Recent activity in an enforcement action for allegedly bribing a “public international organization” official, in the case U.S. v. Harder in the Eastern District of Pennsylvania, is a great opportunity to remember the importance of the term.
First, slog through one paragraph of history. “Public international organization,” was only added to the FCPA in a set of amendments in 1998, 26 years after the FCPA was first made law. The 1998 amendments broadened the “foreign official” definition after the U.S. signed the OECD Anti-Bribery Convention.
In 15 USC §78dd-1(f) the definition was amended to include:
For purposes of subparagraph (A), the term “public international organization” means— (i) an organization that is designated by Executive Order pursuant to section 1 of the International Organizations Immunities Act (22 U.S.C. § 288); or (ii) any other international organization that is designated by the President by Executive order for the purposes of this section, effective as of the date of publication of such order in the Federal Register.
Now, Harder’s legal team is challenging that definition in its Motion to Dismiss filed October 16, 2015 in USA v. Harder, Case No. 2:15-cr-00001 (E.D. Pa. Filed Jan. 6, 2015). Since no other court has thoroughly examined this issue, the outcome may be interesting. Under the non-delegation doctrine, Harder is claiming that the “public international organization” definition is unconstitutional because it does not provide guidance, boundaries, or limits, on what can be identified as a “public international organization.”
And Harder’s Motion makes some good points. According to the Motion, the following organizations have been defined as a “public international organization” under 22 USC §288: the Caribbean Organization, the European Space Agency, the Global Fund to Fight AIDS, the International Atomic Energy Agency, the International Coffee Organization, the International Cotton Institute, the International Pacific Halibut Commission, the United Nations, and the World Health Organization. Those organizations seem random and no real pattern can be seen in comparing them.

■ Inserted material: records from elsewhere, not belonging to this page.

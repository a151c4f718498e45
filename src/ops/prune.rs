use std::fs;
use std::path::Path;
use std::time::SystemTime;

use walkdir::WalkDir;

use crate::error::Result;
use crate::path;

/// Recursively delete aged files with a matching extension under `root`,
/// returning how many were removed.
///
/// A file is deleted when all of the following hold:
/// - it is not a directory;
/// - its last extension matches `extension` exactly (a leading dot on the
///   argument is accepted and ignored: `".log"` and `"log"` are the same
///   filter);
/// - its stem still carries a further extension — only double-extension
///   names of the shape `name.ext.target` are eligible, a plain
///   `name.target` is never deleted no matter how old;
/// - its age (now minus modification time) exceeds `max_age_seconds`.
///
/// The scan aborts with the error when the root cannot be opened or an
/// eligible entry cannot be examined or removed.
pub fn prune_by_age<P: AsRef<Path>>(root: P, extension: &str, max_age_seconds: u64) -> Result<u64> {
    let root = root.as_ref();
    let wanted = format!(".{}", extension.trim_start_matches('.'));
    let now = SystemTime::now();

    let mut count: u64 = 0;
    for entry in WalkDir::new(root).min_depth(1).follow_links(false) {
        let entry = entry?;
        if entry.file_type().is_dir() {
            continue;
        }
        if path::extension(entry.path()) != wanted {
            continue;
        }
        // Only double-extension names (name.ext.target) are eligible.
        if path::extension(path::stem(entry.path())).is_empty() {
            continue;
        }

        let modified = entry.metadata()?.modified()?;
        let age = now
            .duration_since(modified)
            .map(|d| d.as_secs())
            .unwrap_or(0); // mtime in the future counts as age zero
        if age > max_age_seconds {
            fs::remove_file(entry.path())?;
            tracing::debug!("pruned {} (age {}s)", entry.path().display(), age);
            count += 1;
        }
    }
    Ok(count)
}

But at the heart, isn’t a “public international organization” specific in itself? It makes its own definition. Have you defined a “public international organization” for non-attorneys? What did you base your definition on?
People on the front lines of FCPA compliance don’t need a list of organizations to memorize. With the move toward anti-bribery laws applying to all transactions, such as the UK Bribery Act that criminalised bribery in both public and private contexts, a corporate compliance program should focus upon prohibiting all bribes, not just those to some individuals or some entities.
While smart compliance departments will focus resources on higher-risk areas, and there is no doubt that bribery involving foreign officials bring with it a higher risk of discovery and prosecution, the compliance message should be consistent no matter what the circumstances are: bribery and corruption is not an acceptable way to do business. Regardless of the outcome of Harder’s Motion, the compliance profession should continue to stick with a consistent message of promoting ethical business practices in all dealings.